The Myers-Briggs Personality Type Indicator

It will help you to better understand yourself, your motivations, your strength, and potential areas for growth

The Myers-Briggs Type Indicator (MBTI) is a relatively short, noninvasive, self-report questionnaire used to measure and describe people’s preferences for how they like to get information, make decisions, and orient their lives. The MBTI provides a useful measure of personality by looking at eight personality preferences that people use at different times.

These eight preferences are organized into four bi-polar scales:

Extraversion – Energized by people and things in the external world
Introversion – Energized by ideas or impressions in the inner world.

Sensing – Gathers details and facts that can be confirmed by experience.
Intuition – Gathers ideas and sees future possibilities.

Thinking – Makes decisions by logic and analysis.
Feeling – Makes decisions based on personal values.

Judging – Enjoys planning and deciding.
Perceiving – Enjoys remaining open to new options.

 

Why is the MBTI so popular?

  • The MBTI is an indicator, not a test, so there are not right or wrong answers.
  • It sorts people into 16 broad personality types. But there are no bad types. Each type has its own strengths and some minor pitfalls.
  • The MBTI looks only at normal behavior. It does not measure or detect psychiatric disturbances, trauma, intelligence or maturity.
  • Confidentiality. There is no need to tell anyone your results unless you want to.
  • The MBTI gives results that are practical and can be used in everyday life.

What are the benefits of knowing your type?

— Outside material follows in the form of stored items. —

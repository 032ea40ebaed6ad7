//
// Copyright 2017-2026 Hans W. Uhlig. All Rights Reserved.
//
// Licensed under the Apache License, Version 2.0 (the "License");
// you may not use this file except in compliance with the License.
// You may obtain a copy of the License at
//
//      http://www.apache.org/licenses/LICENSE-2.0
//
// Unless required by applicable law or agreed to in writing, software
// distributed under the License is distributed on an "AS IS" BASIS,
// WITHOUT WARRANTIES OR CONDITIONS OF ANY KIND, either express or implied.
// See the License for the specific language governing permissions and
// limitations under the License.
//


//! Single line MOTD transport encoding.

use crate::code::{Code, Edition};
use crate::config::MotdConfig;
use crate::consts::{ESCAPED_NEWLINE, HEX_DIGITS, HEX_MARKER, LONG_HEX_MARKER, SIGN};
use crate::hex::collapse_long_hex;
use crate::token::{SignForm, Tokenizer};
use std::borrow::Cow;
use tracing::{debug, instrument};

/// Rewrites every code to use `config.sign` and escapes newlines.
///
/// Codes are lower-cased; extended colors are upper-cased and either kept
/// (short or long form) or removed, depending on `config.hex_colors`. All other
/// characters are copied unchanged.
#[instrument(skip_all, fields(sign = %config.sign, hex = config.hex_colors))]
pub fn convert_to_motd(text: &str, config: &MotdConfig) -> String {
    let normalized = match config.edition {
        Edition::Java => collapse_long_hex(text, SignForm::Raw),
        Edition::Bedrock => Cow::Borrowed(text),
    };
    let tokens = Tokenizer::new(config.edition, SignForm::Raw).tokenize(&normalized);
    debug!(tokens = tokens.len(), "encoding");

    let sign = config.sign.as_str();
    let mut out = String::with_capacity(normalized.len() + tokens.len() * sign.len());
    let mut cursor = 0;

    for token in &tokens {
        push_literal(&mut out, &normalized[cursor..token.span.start]);
        cursor = token.span.end;

        match token.code {
            Code::Hex(_) if !config.hex_colors => {}
            Code::Hex(rgb) if config.long_hex => {
                out.push_str(sign);
                out.push(LONG_HEX_MARKER);
                for digit in rgb.to_string().chars() {
                    out.push_str(sign);
                    out.push(digit);
                }
            }
            Code::Hex(rgb) => {
                out.push_str(sign);
                out.push(HEX_MARKER);
                out.push_str(&rgb.to_string());
            }
            code => {
                out.push_str(sign);
                out.push_str(&code.to_string());
            }
        }
    }
    push_literal(&mut out, &normalized[cursor..]);
    out
}

/// Reverses the sign rewrite: `sign` followed by a code becomes `§`, and
/// the `\n` escape becomes a newline.
#[instrument(skip_all, fields(sign = %sign))]
pub fn decode_motd(text: &str, sign: &str, edition: Edition) -> String {
    let mut out = String::with_capacity(text.len());
    let mut at = 0;

    while at < text.len() {
        let rest = &text[at..];
        if !sign.is_empty()
            && rest.starts_with(sign)
            && introduces_code(&rest[sign.len()..], edition)
        {
            out.push(SIGN);
            at += sign.len();
        } else if rest.starts_with(ESCAPED_NEWLINE) {
            out.push('\n');
            at += ESCAPED_NEWLINE.len();
        } else if let Some(c) = rest.chars().next() {
            out.push(c);
            at += c.len_utf8();
        }
    }
    out
}

/// Whether `rest` starts with a code character, a short extended color, or
/// the long form marker.
fn introduces_code(rest: &str, edition: Edition) -> bool {
    let Some(c) = rest.chars().next() else {
        return false;
    };
    if edition.supports_hex() {
        if c == HEX_MARKER {
            return rest
                .get(1..1 + HEX_DIGITS)
                .is_some_and(|digits| digits.bytes().all(|b| b.is_ascii_hexdigit()));
        }
        if c.eq_ignore_ascii_case(&LONG_HEX_MARKER) {
            return true;
        }
    }
    edition.code(c).is_some()
}

fn push_literal(out: &mut String, literal: &str) {
    if literal.contains('\n') {
        out.push_str(&literal.replace('\n', ESCAPED_NEWLINE));
    } else {
        out.push_str(literal);
    }
}

#[cfg(test)]
mod tests {
    use super::*;

    const TEXT: &str = "§4Lorem §3§lipsum §Rdolor &nsit &C&mamet";
    const TEXT_HEX: &str = "§#aa0000Lorem §3§lipsum §Rdolor &nsit &#FF5555&mamet";

    #[test]
    fn test_default_sign() {
        assert_eq!(
            convert_to_motd(TEXT, &MotdConfig::default()),
            "\\u00A74Lorem \\u00A73\\u00A7lipsum \\u00A7rdolor \\u00A7nsit \\u00A7c\\u00A7mamet"
        );
    }

    #[test]
    fn test_custom_sign() {
        assert_eq!(
            convert_to_motd(TEXT, &MotdConfig::new().with_sign("&")),
            "&4Lorem &3&lipsum &rdolor &nsit &c&mamet"
        );
    }

    #[test]
    fn test_hex_stripped_by_default() {
        assert_eq!(
            convert_to_motd(TEXT_HEX, &MotdConfig::default()),
            "Lorem \\u00A73\\u00A7lipsum \\u00A7rdolor \\u00A7nsit \\u00A7mamet"
        );
    }

    #[test]
    fn test_hex_colors_switch() {
        let keep = MotdConfig::new().with_sign("&").with_hex_colors(true);
        assert_eq!(convert_to_motd("§#AA0000x", &keep), "&#AA0000x");

        let stripped = keep.clone().with_hex_colors(false);
        assert_eq!(convert_to_motd("§#AA0000x", &stripped), "x");

        let long_without_hex = stripped.with_long_hex(true);
        assert_eq!(convert_to_motd("§#AA0000x", &long_without_hex), "x");
    }

    #[test]
    fn test_hex_short_and_long() {
        assert_eq!(
            convert_to_motd(TEXT_HEX, &MotdConfig::new().with_sign("&").with_hex_colors(true)),
            "&#AA0000Lorem &3&lipsum &rdolor &nsit &#FF5555&mamet"
        );
        assert_eq!(
            convert_to_motd(
                TEXT_HEX,
                &MotdConfig::new().with_sign("&").with_hex_colors(true).with_long_hex(true)
            ),
            "&x&A&A&0&0&0&0Lorem &3&lipsum &rdolor &nsit &x&F&F&5&5&5&5&mamet"
        );
    }

    #[test]
    fn test_long_hex_input() {
        let text = "§x§a§A§0§0§0§0Lorem &x&f&F&5&5&5&5ipsum";
        assert_eq!(
            convert_to_motd(text, &MotdConfig::new().with_sign("&")),
            "Lorem ipsum"
        );
        assert_eq!(
            convert_to_motd(text, &MotdConfig::new().with_sign("&").with_hex_colors(true)),
            "&#AA0000Lorem &#FF5555ipsum"
        );
    }

    #[test]
    fn test_newlines_escaped_and_literals_kept() {
        assert_eq!(
            convert_to_motd("a & b\n§lc <d>", &MotdConfig::new().with_sign("&")),
            "a & b\\n&lc <d>"
        );
    }

    #[test]
    fn test_decode() {
        let config = MotdConfig::new()
            .with_sign("&")
            .with_hex_colors(true)
            .with_long_hex(true);
        let encoded = convert_to_motd("§4Red\n§x§a§A§0§0§0§0hex", &config);
        assert_eq!(encoded, "&4Red\\n&x&A&A&0&0&0&0hex");
        assert_eq!(
            decode_motd(&encoded, "&", Edition::Java),
            "§4Red\n§x§A§A§0§0§0§0hex"
        );
        assert_eq!(decode_motd("R&W &z", "&", Edition::Java), "R&W &z");
    }
}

With professional interpretation you can use the information to better understand yourself, your motivations, your strengths, and potential areas for growth. It will help you to better understand and appreciate those who differ from you and those with whom you are most comfortable. This understanding and appreciation of the differences in the way people prefer to function can greatly enhance the effectiveness of how people relate to one another.